_What the task asks_
Among the records that follow, find each line holding the word "callers" and copy it.

_Records for this task_

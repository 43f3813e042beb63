use tracing::debug;

use crate::ledger::TxResult;
use crate::runtime::runtime_types::WasmResult;

/// Re-type a runtime result as a ledger result. Values pass through unchanged.
pub fn ledger_result(result: WasmResult) -> TxResult {
    debug!(gas_used = result.gas_used, data_len = result.data.len(), "translating runtime result");
    TxResult {
        data: result.data,
        log: result.log,
        gas_used: result.gas_used,
    }
}

impl From<WasmResult> for TxResult {
    fn from(result: WasmResult) -> Self {
        ledger_result(result)
    }
}
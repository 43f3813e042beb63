//! Ledger accounts as seen by the boundary.
//! - LedgerAccount trait (address + balance accessors)
//! - BaseAccount (plain struct for callers without their own account type)

use serde::{Deserialize, Serialize};

use crate::types::{Address, Coin, Coins};

/// Read access to an account's address and balance.
pub trait LedgerAccount {
    fn address(&self) -> &Address;
    fn coins(&self) -> &[Coin];
}

#[derive(Debug, Clone, Default, PartialEq, Eq, Serialize, Deserialize)]
pub struct BaseAccount {
    pub address: Address,
    pub coins: Coins,
}

impl BaseAccount {
    pub fn new(address: Address, coins: Coins) -> Self {
        Self { address, coins }
    }
}

impl LedgerAccount for BaseAccount {
    fn address(&self) -> &Address {
        &self.address
    }

    fn coins(&self) -> &[Coin] {
        &self.coins
    }
}
//! Types shared by the ledger and runtime sides of the boundary.
//!
//! - address: ledger account address and its canonical string form
//! - coin: ledger and runtime coins, translation between them
//! - metadata: Code Info and Contract Instance records

pub mod address;
pub mod coin;
pub mod metadata;

pub use address::Address;
pub use coin::{Coin, Coins, WasmCoin, to_wasm_coins, from_wasm_coins, parse_coins};
pub use metadata::{CodeInfo, Contract, code_hash};
use tracing_subscriber::EnvFilter;

/// Install the global fmt subscriber. `RUST_LOG` overrides the `info` default.
///
/// Safe to call more than once; later calls are ignored.
pub fn init_logging() {
    let filter = EnvFilter::try_from_default_env().unwrap_or_else(|_| EnvFilter::new("info"));
    let _ = tracing_subscriber::fmt()
        .with_env_filter(filter)
        .with_target(false)
        .with_level(true)
        .try_init();
}
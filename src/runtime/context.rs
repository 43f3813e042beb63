//! Execution context builder.
//!
//! Pure assembly: callers have already checked that the signer and contract
//! exist. Whatever state is passed in is carried into the context as is.

use tracing::debug;

use crate::ledger::{BlockHeader, LedgerAccount};
use crate::runtime::runtime_types::{BlockInfo, ContractInfo, ExecutionContext, MessageInfo};
use crate::types::{to_wasm_coins, Address, Coin};

/// Build the context for a call from `signer` sending `sent_funds` to `contract`.
///
/// Block time is truncated to whole seconds so every validator hands the
/// runtime the same value.
pub fn build_context<A>(
    block: &BlockHeader,
    signer: &Address,
    sent_funds: &[Coin],
    contract: &A,
) -> ExecutionContext
where
    A: LedgerAccount + ?Sized,
{
    let ctx = ExecutionContext {
        block: BlockInfo {
            height: block.height,
            time: block.unix_seconds(),
            chain_id: block.chain_id.clone(),
        },
        message: MessageInfo {
            signer: signer.to_string(),
            sent_funds: to_wasm_coins(sent_funds),
        },
        contract: ContractInfo {
            address: contract.address().to_string(),
            balance: to_wasm_coins(contract.coins()),
        },
    };
    debug!(
        height = ctx.block.height,
        chain_id = %ctx.block.chain_id,
        contract = %ctx.contract.address,
        funds = ctx.message.sent_funds.len(),
        "built execution context"
    );
    ctx
}

#[cfg(test)]
mod tests {
    use super::*;
    use crate::ledger::BaseAccount;
    use crate::types::WasmCoin;
    use chrono::{TimeZone, Utc};

    fn header(secs: i64, nanos: u32) -> BlockHeader {
        BlockHeader::new(12345, Utc.timestamp_opt(secs, nanos).unwrap(), "test-chain")
    }

    #[test]
    fn fields_land_in_their_sections() {
        let signer = Address::new(b"addr1".to_vec());
        let contract = BaseAccount::new(Address::new(b"addr2".to_vec()), vec![Coin::new("utoken", 5000u32)]);
        let ctx = build_context(&header(1_700_000_000, 0), &signer, &[Coin::new("utoken", 1000u32)], &contract);

        assert_eq!(ctx.block, BlockInfo { height: 12345, time: 1_700_000_000, chain_id: "test-chain".into() });
        assert_eq!(ctx.message.signer, "6164647231");
        assert_eq!(ctx.message.sent_funds, vec![WasmCoin::new("utoken", "1000")]);
        assert_eq!(ctx.contract.address, "6164647232");
        assert_eq!(ctx.contract.balance, vec![WasmCoin::new("utoken", "5000")]);
    }

    #[test]
    fn sub_second_time_is_truncated_not_rounded() {
        let contract = BaseAccount::default();
        let ctx = build_context(&header(1_700_000_000, 999_000_000), &Address::default(), &[], &contract);
        assert_eq!(ctx.block.time, 1_700_000_000);
    }

    #[test]
    fn no_funds_and_empty_balance_are_empty_lists() {
        let contract = BaseAccount::new(Address::new(vec![1]), Vec::new());
        let ctx = build_context(&header(0, 0), &Address::new(vec![2]), &[], &contract);
        assert!(ctx.message.sent_funds.is_empty());
        assert!(ctx.contract.balance.is_empty());

        let json = serde_json::to_value(&ctx).unwrap();
        assert_eq!(json["message"]["sent_funds"], serde_json::json!([]));
        assert_eq!(json["contract"]["balance"], serde_json::json!([]));
    }

    #[test]
    fn accepts_trait_objects() {
        let contract: Box<dyn LedgerAccount> = Box::new(BaseAccount::new(Address::new(vec![9]), Vec::new()));
        let ctx = build_context(&header(5, 0), &Address::new(vec![8]), &[], contract.as_ref());
        assert_eq!(ctx.contract.address, "09");
    }
}
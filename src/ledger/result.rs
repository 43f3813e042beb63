use serde::{Deserialize, Serialize};

use crate::utils::serde_helpers::{as_hex, from_hex};

/// Result of a transaction as recorded by the ledger.
#[derive(Debug, Clone, Default, PartialEq, Eq, Serialize, Deserialize)]
pub struct TxResult {
    #[serde(serialize_with = "as_hex", deserialize_with = "from_hex")]
    pub data: Vec<u8>,
    pub log: String,
    pub gas_used: u64,
}
use chrono::{DateTime, Utc};
use serde::{Deserialize, Serialize};

/// Header fields of the block a contract call executes in.
#[derive(Debug, Clone, PartialEq, Eq, Serialize, Deserialize)]
pub struct BlockHeader {
    pub height: u64,
    pub time: DateTime<Utc>,
    pub chain_id: String,
}

impl BlockHeader {
    pub fn new(height: u64, time: DateTime<Utc>, chain_id: impl Into<String>) -> Self {
        Self { height, time, chain_id: chain_id.into() }
    }

    /// Block time in whole unix seconds. Sub-second precision is dropped.
    pub fn unix_seconds(&self) -> i64 {
        self.time.timestamp()
    }
}
//! Stored metadata for uploaded code and instantiated contracts.
//!
//! Plain schema. Existence of the referenced code and non-empty hashes are
//! checked by the persistence layer, not here.

use serde::{Deserialize, Serialize};
use sha2::{Digest, Sha256};

use crate::types::Address;
use crate::utils::serde_helpers::{as_hex, from_hex};
use crate::utils::Result;

/// Uploaded contract code, identified by its hash.
#[derive(Debug, Clone, PartialEq, Eq, Hash, Serialize, Deserialize)]
pub struct CodeInfo {
    #[serde(serialize_with = "as_hex", deserialize_with = "from_hex")]
    pub code_hash: Vec<u8>,
    pub creator: Address,
}

impl CodeInfo {
    pub fn new(code_hash: Vec<u8>, creator: Address) -> Self {
        Self { code_hash, creator }
    }

    /// Build the record for `bytecode`, hashing it with SHA-256.
    pub fn from_bytecode(bytecode: &[u8], creator: Address) -> Self {
        Self::new(code_hash(bytecode), creator)
    }

    pub fn to_bytes(&self) -> Result<Vec<u8>> {
        Ok(bincode::serialize(self)?)
    }

    pub fn from_bytes(bytes: &[u8]) -> Result<Self> {
        Ok(bincode::deserialize(bytes)?)
    }
}

/// An instantiated contract.
#[derive(Debug, Clone, PartialEq, Eq, Hash, Serialize, Deserialize)]
pub struct Contract {
    pub code_id: u64,
    pub creator: Address,
    /// Instantiation message, opaque to the ledger.
    pub init_msg: String,
}

impl Contract {
    pub fn new(code_id: u64, creator: Address, init_msg: impl Into<String>) -> Self {
        Self { code_id, creator, init_msg: init_msg.into() }
    }

    pub fn to_bytes(&self) -> Result<Vec<u8>> {
        Ok(bincode::serialize(self)?)
    }

    pub fn from_bytes(bytes: &[u8]) -> Result<Self> {
        Ok(bincode::deserialize(bytes)?)
    }
}

/// SHA-256 of contract bytecode.
pub fn code_hash(bytecode: &[u8]) -> Vec<u8> {
    let mut hasher = Sha256::new();
    hasher.update(bytecode);
    hasher.finalize().to_vec()
}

_Answer to the exercise_
//! - BaseAccount (plain struct for callers without their own account type)
//! Pure assembly: callers have already checked that the signer and contract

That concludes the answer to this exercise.